Con l’accresciuta importanza dei vincoli di dipendenza personale e con
la progressiva erosione dell’autorità signorile – fenomeni che
raggiunsero la fase critica, come abbiamo detto, verso la fine del secolo
XII – questa tolleranza da parte dei signori dovette essere sempre meno
frequente. Così essi potevano spingersi a rivendicare i propri
diritti di signoria su famiglie residenti in città e che si erano
magari inurbate una o due generazioni prima. Per troncare questa possibilità
di continue contestazioni, questa ricorrente minaccia sui discendenti
di antichi coloni e su contadini che avessero acquisito lo
stato di cittadinanza, i legislatori comunali furono portati a stabilire
delle norme di prescrizione: dopo un certo periodo di tempo, a decorrere
dal momento in cui un uomo si era inurbato, egli non poteva più
essere rivendicato dal signore come suo colono.

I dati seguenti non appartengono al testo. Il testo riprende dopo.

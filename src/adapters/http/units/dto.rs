//! HTTP DTOs for measurement unit endpoints.

use serde::{Deserialize, Serialize};

use crate::domain::unit::MeasurementUnit;

/// Request to create a measurement unit.
#[derive(Debug, Clone, Deserialize)]
pub struct CreateUnitRequest {
    pub name: String,
    pub abbreviation: String,
}

/// Request to update a measurement unit.
#[derive(Debug, Clone, Deserialize)]
pub struct UpdateUnitRequest {
    pub name: String,
    pub abbreviation: String,
}

/// Measurement unit response body.
#[derive(Debug, Clone, Serialize)]
pub struct UnitResponse {
    pub id: String,
    pub name: String,
    pub abbreviation: String,
    pub is_active: bool,
}

impl From<&MeasurementUnit> for UnitResponse {
    fn from(unit: &MeasurementUnit) -> Self {
        Self {
            id: unit.id().to_string(),
            name: unit.name().to_string(),
            abbreviation: unit.abbreviation().to_string(),
            is_active: unit.is_active(),
        }
    }
}
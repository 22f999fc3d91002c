//! Application configuration module.
//!
//! Type-safe configuration loading from environment variables using the
//! `config` and `dotenvy` crates. Configuration is loaded with the
//! `STOCKTAKE` prefix and nested values use double underscores as
//! separators.
//!
//! # Example
//!
//! ```no_run
//! use stocktake::config::AppConfig;
//!
//! let config = AppConfig::load().expect("Failed to load configuration");
//! config.validate().expect("Invalid configuration");
//!
//! println!("Server running on {}", config.server.socket_addr());
//! ```

mod auth;
mod database;
mod error;
mod server;

pub use auth::AuthConfig;
pub use database::DatabaseConfig;
pub use error::{ConfigError, ValidationError};
pub use server::{Environment, ServerConfig};

use serde::Deserialize;

/// Root application configuration.
#[derive(Debug, Clone, Deserialize)]
pub struct AppConfig {
    /// Server configuration (host, port, environment).
    #[serde(default)]
    pub server: ServerConfig,

    /// Database configuration (PostgreSQL connection).
    pub database: DatabaseConfig,

    /// Authentication configuration (JWT signing).
    #[serde(default)]
    pub auth: AuthConfig,
}

impl AppConfig {
    /// Load configuration from environment variables.
    ///
    /// - `STOCKTAKE__SERVER__PORT=8080` -> `server.port = 8080`
    /// - `STOCKTAKE__DATABASE__URL=...` -> `database.url = ...`
    ///
    /// # Errors
    ///
    /// Returns `ConfigError` if required variables are missing or values
    /// cannot be parsed into the expected types.
    pub fn load() -> Result<Self, ConfigError> {
        // Load .env file if present (development)
        dotenvy::dotenv().ok();

        let config = config::Config::builder()
            .add_source(
                config::Environment::default()
                    .prefix("STOCKTAKE")
                    .separator("__"),
            )
            .build()?
            .try_deserialize()?;

        Ok(config)
    }

    /// Validate all configuration values.
    pub fn validate(&self) -> Result<(), ValidationError> {
        self.server.validate()?;
        self.database.validate()?;
        self.auth.validate(&self.server.environment)?;
        Ok(())
    }

    /// Check if running in production environment.
    pub fn is_production(&self) -> bool {
        self.server.is_production()
    }
}
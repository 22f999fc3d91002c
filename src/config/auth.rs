//! Authentication configuration.

use serde::Deserialize;

use super::error::ValidationError;
use super::server::Environment;

const DEFAULT_SECRET: &str = "change-me-in-production";

/// Authentication configuration.
#[derive(Debug, Clone, Deserialize)]
pub struct AuthConfig {
    /// HS256 signing secret for bearer tokens.
    #[serde(default = "default_secret")]
    pub jwt_secret: String,

    /// Token lifetime in minutes.
    #[serde(default = "default_token_lifetime")]
    pub token_lifetime_minutes: i64,
}

impl AuthConfig {
    /// Validate authentication configuration.
    pub fn validate(&self, environment: &Environment) -> Result<(), ValidationError> {
        if self.token_lifetime_minutes <= 0 {
            return Err(ValidationError::InvalidTokenLifetime);
        }
        if *environment == Environment::Production && self.jwt_secret == DEFAULT_SECRET {
            return Err(ValidationError::DefaultSecretInProduction);
        }
        Ok(())
    }
}

impl Default for AuthConfig {
    fn default() -> Self {
        Self {
            jwt_secret: default_secret(),
            token_lifetime_minutes: default_token_lifetime(),
        }
    }
}

fn default_secret() -> String {
    DEFAULT_SECRET.to_string()
}

fn default_token_lifetime() -> i64 {
    60
}

#[cfg(test)]
mod tests {
    use super::*;

    #[test]
    fn default_secret_is_fine_in_development() {
        assert!(AuthConfig::default().validate(&Environment::Development).is_ok());
    }

    #[test]
    fn default_secret_is_rejected_in_production() {
        assert!(AuthConfig::default().validate(&Environment::Production).is_err());
    }

    #[test]
    fn zero_lifetime_is_rejected() {
        let config = AuthConfig {
            token_lifetime_minutes: 0,
            ..AuthConfig::default()
        };
        assert!(config.validate(&Environment::Development).is_err());
    }
}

Il termine di prescrizione più frequente fu quello di dieci anni,
adottato per esempio negli Statuti di Parma (doc. n. 7a).

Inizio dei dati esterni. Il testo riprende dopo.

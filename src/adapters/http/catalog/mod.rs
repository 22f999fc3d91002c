//! Catalog HTTP adapter - product and warehouse reads.

pub mod dto;
pub mod handlers;
pub mod routes;

pub use handlers::CatalogHandlers;
pub use routes::{product_routes, warehouse_routes};
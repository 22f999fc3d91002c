//! ToggleUnitHandler - flips a measurement unit's active flag.

use std::sync::Arc;

use crate::domain::foundation::{DomainError, ErrorCode, Timestamp, UnitId};
use crate::domain::unit::MeasurementUnit;
use crate::ports::UnitRepository;

/// Command to toggle a measurement unit.
#[derive(Debug, Clone)]
pub struct ToggleUnitCommand {
    pub id: UnitId,
}

pub struct ToggleUnitHandler {
    units: Arc<dyn UnitRepository>,
}

impl ToggleUnitHandler {
    pub fn new(units: Arc<dyn UnitRepository>) -> Self {
        Self { units }
    }

    pub async fn handle(&self, cmd: ToggleUnitCommand) -> Result<MeasurementUnit, DomainError> {
        let existing = self.units.get_by_id(&cmd.id).await?.ok_or_else(|| {
            DomainError::new(ErrorCode::UnitNotFound, "Measurement unit not found")
        })?;

        let toggled = existing.toggled(Timestamp::now());
        self.units.update(&toggled).await?;
        Ok(toggled)
    }
}
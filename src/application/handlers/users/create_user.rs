//! CreateUserHandler - registers a new operator.

use std::sync::Arc;

use crate::domain::foundation::{DomainError, Timestamp, UserId, UserRole, WarehouseId};
use crate::domain::user::User;
use crate::ports::{PasswordHasher, UserRepository};

/// Command to create a user.
#[derive(Debug, Clone)]
pub struct CreateUserCommand {
    pub identification: String,
    pub name: String,
    pub email: String,
    pub role: UserRole,
    pub password: String,
    pub warehouse_ids: Vec<WarehouseId>,
}

/// Handler for user creation. Email uniqueness is pre-checked here and
/// backed by the storage constraint.
pub struct CreateUserHandler {
    users: Arc<dyn UserRepository>,
    hasher: Arc<dyn PasswordHasher>,
}

impl CreateUserHandler {
    pub fn new(users: Arc<dyn UserRepository>, hasher: Arc<dyn PasswordHasher>) -> Self {
        Self { users, hasher }
    }

    pub async fn handle(&self, cmd: CreateUserCommand) -> Result<User, DomainError> {
        let email = cmd.email.trim().to_lowercase();
        if self.users.get_by_email(&email).await?.is_some() {
            return Err(DomainError::rule_violated(
                "A user with this email already exists",
            ));
        }

        let hashed = self.hasher.hash(&cmd.password)?;
        let user = User::new(
            UserId::new(),
            &cmd.identification,
            &cmd.name,
            &email,
            cmd.role,
            Some(hashed),
            cmd.warehouse_ids,
            Timestamp::now(),
        )?;
        self.users.create(&user).await?;

        tracing::info!(user_id = %user.id(), role = %user.role(), "user created");
        Ok(user)
    }
}
//! Command and query handlers for the inventory counting rule engine.

mod add_products;
mod close_session;
mod create_session;
mod get_session;
mod list_counts;
mod list_session_products;
mod list_sessions;
mod register_count;

pub use add_products::{AddProductsCommand, AddProductsHandler};
pub use close_session::{CloseSessionCommand, CloseSessionHandler};
pub use create_session::{CreateSessionCommand, CreateSessionHandler};
pub use get_session::{GetSessionHandler, GetSessionQuery};
pub use list_counts::{CountView, ListCountsHandler, ListCountsQuery};
pub use list_session_products::{
    ListSessionProductsHandler, ListSessionProductsQuery, SessionProductItem,
};
pub use list_sessions::{ListSessionsHandler, ListSessionsQuery, SessionSummary};
pub use register_count::{RegisterCountCommand, RegisterCountHandler};

/// End-to-end walk through one counting cycle, across handlers.
#[cfg(test)]
mod scenario_tests {
    use std::sync::Arc;

    use super::support::{test_product, MemCountRepo, MemFlags, MemProductRepo, MemSessionRepo};
    use super::*;
    use crate::domain::foundation::{Period, Timestamp, UserId, UserRole, WarehouseId};

    #[tokio::test]
    async fn full_counting_cycle_for_one_warehouse() {
        let warehouse_id = WarehouseId::new();
        let product = test_product(12.0);
        let product_id = *product.id();

        let sessions = Arc::new(MemSessionRepo::new());
        let counts = Arc::new(MemCountRepo::new());
        let products = Arc::new(MemProductRepo::with_products(vec![product]));

        let create = CreateSessionHandler::new(sessions.clone(), Arc::new(MemFlags::new()));
        let register = RegisterCountHandler::new(sessions.clone(), products.clone(), counts.clone());
        let close = CloseSessionHandler::new(sessions.clone());
        let add = AddProductsHandler::new(sessions.clone(), counts.clone(), products.clone());

        // Create the first session of February 2025
        let session = create
            .handle(CreateSessionCommand {
                warehouse_id,
                period: Period::from_year_month(2025, 2).unwrap(),
                created_by: UserId::new(),
                creator_role: UserRole::Admin,
                creator_warehouse_ids: vec![],
                today: Timestamp::now(),
            })
            .await
            .unwrap();
        assert_eq!(session.count_number(), 1);

        // Register 5 packages of a factor-12 product
        let count = register
            .handle(RegisterCountCommand {
                session_id: *session.id(),
                product_id,
                packaging_quantity: 5,
                measure_unit_id: None,
                actor_warehouse_ids: vec![warehouse_id],
                actor_is_admin: false,
            })
            .await
            .unwrap();
        assert_eq!(count.quantity_units(), 60);

        // Close the session
        close
            .handle(CloseSessionCommand {
                session_id: *session.id(),
            })
            .await
            .unwrap();

        // Adding the product again is rejected: the session is closed
        let err = add
            .handle(AddProductsCommand {
                session_id: *session.id(),
                product_ids: vec![product_id],
            })
            .await
            .unwrap_err();
        assert!(err.is_rule_violation());

        // A second registration trips the (session, product) uniqueness guard
        let err = register
            .handle(RegisterCountCommand {
                session_id: *session.id(),
                product_id,
                packaging_quantity: 7,
                measure_unit_id: None,
                actor_warehouse_ids: vec![warehouse_id],
                actor_is_admin: false,
            })
            .await
            .unwrap_err();
        assert!(err.is_rule_violation());

        // The audit trail still holds exactly the one original count
        let saved = counts.saved();
        assert_eq!(saved.len(), 1);
        assert_eq!(saved[0].quantity_packages(), 5);
    }
}
//! ToggleFlagHandler - flips a feature flag.

use std::sync::Arc;

use crate::domain::flag::FeatureFlag;
use crate::domain::foundation::{DomainError, ErrorCode, FlagId, Timestamp};
use crate::ports::FeatureFlagRepository;

/// Command to toggle a feature flag.
#[derive(Debug, Clone)]
pub struct ToggleFlagCommand {
    pub id: FlagId,
}

pub struct ToggleFlagHandler {
    flags: Arc<dyn FeatureFlagRepository>,
}

impl ToggleFlagHandler {
    pub fn new(flags: Arc<dyn FeatureFlagRepository>) -> Self {
        Self { flags }
    }

    pub async fn handle(&self, cmd: ToggleFlagCommand) -> Result<FeatureFlag, DomainError> {
        let existing = self
            .flags
            .get_by_id(&cmd.id)
            .await?
            .ok_or_else(|| DomainError::new(ErrorCode::FlagNotFound, "Feature flag not found"))?;

        let toggled = existing.toggled(Timestamp::now());
        self.flags.update(&toggled).await?;

        tracing::info!(key = toggled.key(), enabled = toggled.enabled(), "feature flag toggled");
        Ok(toggled)
    }
}

#[cfg(test)]
mod tests {
    use super::*;
    use crate::application::handlers::inventory::support::MemFlags;

    #[tokio::test]
    async fn toggles_enabled_state() {
        let flags = Arc::new(MemFlags::with_enabled("SOME_RULE"));
        let id = *flags.flags.lock().unwrap()[0].id();
        let handler = ToggleFlagHandler::new(flags.clone());

        let toggled = handler.handle(ToggleFlagCommand { id }).await.unwrap();
        assert!(!toggled.enabled());
        assert!(!flags.flags.lock().unwrap()[0].enabled());
    }

    #[tokio::test]
    async fn missing_flag_is_not_found() {
        let handler = ToggleFlagHandler::new(Arc::new(MemFlags::new()));

        let err = handler
            .handle(ToggleFlagCommand { id: FlagId::new() })
            .await
            .unwrap_err();
        assert!(err.is_not_found());
    }
}
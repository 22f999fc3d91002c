//! HTTP DTOs for auth endpoints.

use serde::{Deserialize, Serialize};

/// Login request body.
#[derive(Debug, Clone, Deserialize)]
pub struct LoginRequest {
    pub email: String,
    pub password: String,
}

/// Login response body.
#[derive(Debug, Clone, Serialize)]
pub struct LoginResponse {
    pub access_token: String,
    pub token_type: &'static str,
    pub user: LoginUser,
}

/// The authenticated user's profile, echoed on login.
#[derive(Debug, Clone, Serialize)]
pub struct LoginUser {
    pub id: String,
    pub name: String,
    pub email: String,
    pub role: String,
    pub warehouses: Vec<String>,
}
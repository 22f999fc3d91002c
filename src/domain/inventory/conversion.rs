//! Unit conversion - packaging quantity to base inventory units.

/// Total base units for a packaging quantity and a per-product factor.
///
/// Pure arithmetic; the caller validates factor positivity and quantity
/// non-negativity upstream.
pub fn total_units(packaging_quantity: i64, factor: i64) -> i64 {
    packaging_quantity * factor
}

Al lettore non deve sfuggire un aspetto essenziale di questa legge.
Essa non aveva valore per alcun membro della famiglia contadina, nel
caso che il capofamiglia fosse rimasto sul fondo; nel caso di fratelli
che detenessero “in comune” la terra padronale, non era
tutelata l’emigrazione in città di uno solo tra essi. I legislatori
favorivano dunque il trasferimento in città di interi nuclei
familiari, non di persone singole: era estranea alle autorità
comunali la preoccupazione, che invece doveva avere spinto tanti contadini
in città, di migliorare la condizione economica della famiglia
contadina nel suo complesso grazie a un alleggerimento della pressione
demografica sul fondo e a una diversificazione delle attività
dei singoli membri.
Considerazioni analoghe devono essere fatte a proposito di una rubrica
dello Statuto di Vercelli (doc. n. 3, c. 246),
che consentiva a chiunque di poter “venire ad abitare nella città
di Vercelli, nonostante l’eventuale fodro o un pignoramento dei suoi
beni eseguito o imposto dal signore o la stipulazione di una promessa
od obbligo di non abbandonare la terra del signore”, purché
l’inurbato abitasse in città “con la famiglia per dieci
anni di seguito”. Era dunque una norma più favorevole rispetto
a quella emanata a Parma: a Vercelli infatti non si tutelavano i contadini
solo dopo che fossero trascorsi dieci anni, ma al contrario si assicurava
sin dall’inizio la loro libertà. Anche in questo caso, tuttavia,
era contemplata l’emigrazione di una intera “famiglia” e
si diceva espressamente che della terra doveva essere fatta “completa
rinunzia al signore”.
Disposizioni simili a queste di Parma e di Vercelli si trovano in numerosi
Statuti cittadini del secolo XIII. Nella pratica esse favorivano l’inurbamento
di medi o piccoli proprietari non coltivatori o di contadini che avessero
rinunziato completamente alla terra; e non consentivano che singoli
contadini abbandonassero il podere su cui lavoravano ancora i propri
familiari. Nella legislazione comunale non c’era dunque alcuna intenzione
di sottrarre manodopera al lavoro delle terre signorili (sotto questo
aspetto, anzi, i diritti dei signori si trovavano ad essere tutelati),
ma solo la volontà di garantire – entro certi limiti e a determinate
condizioni – lo stato di libertà delle famiglie che lavoravano
e abitavano stabilmente entro le mura urbane.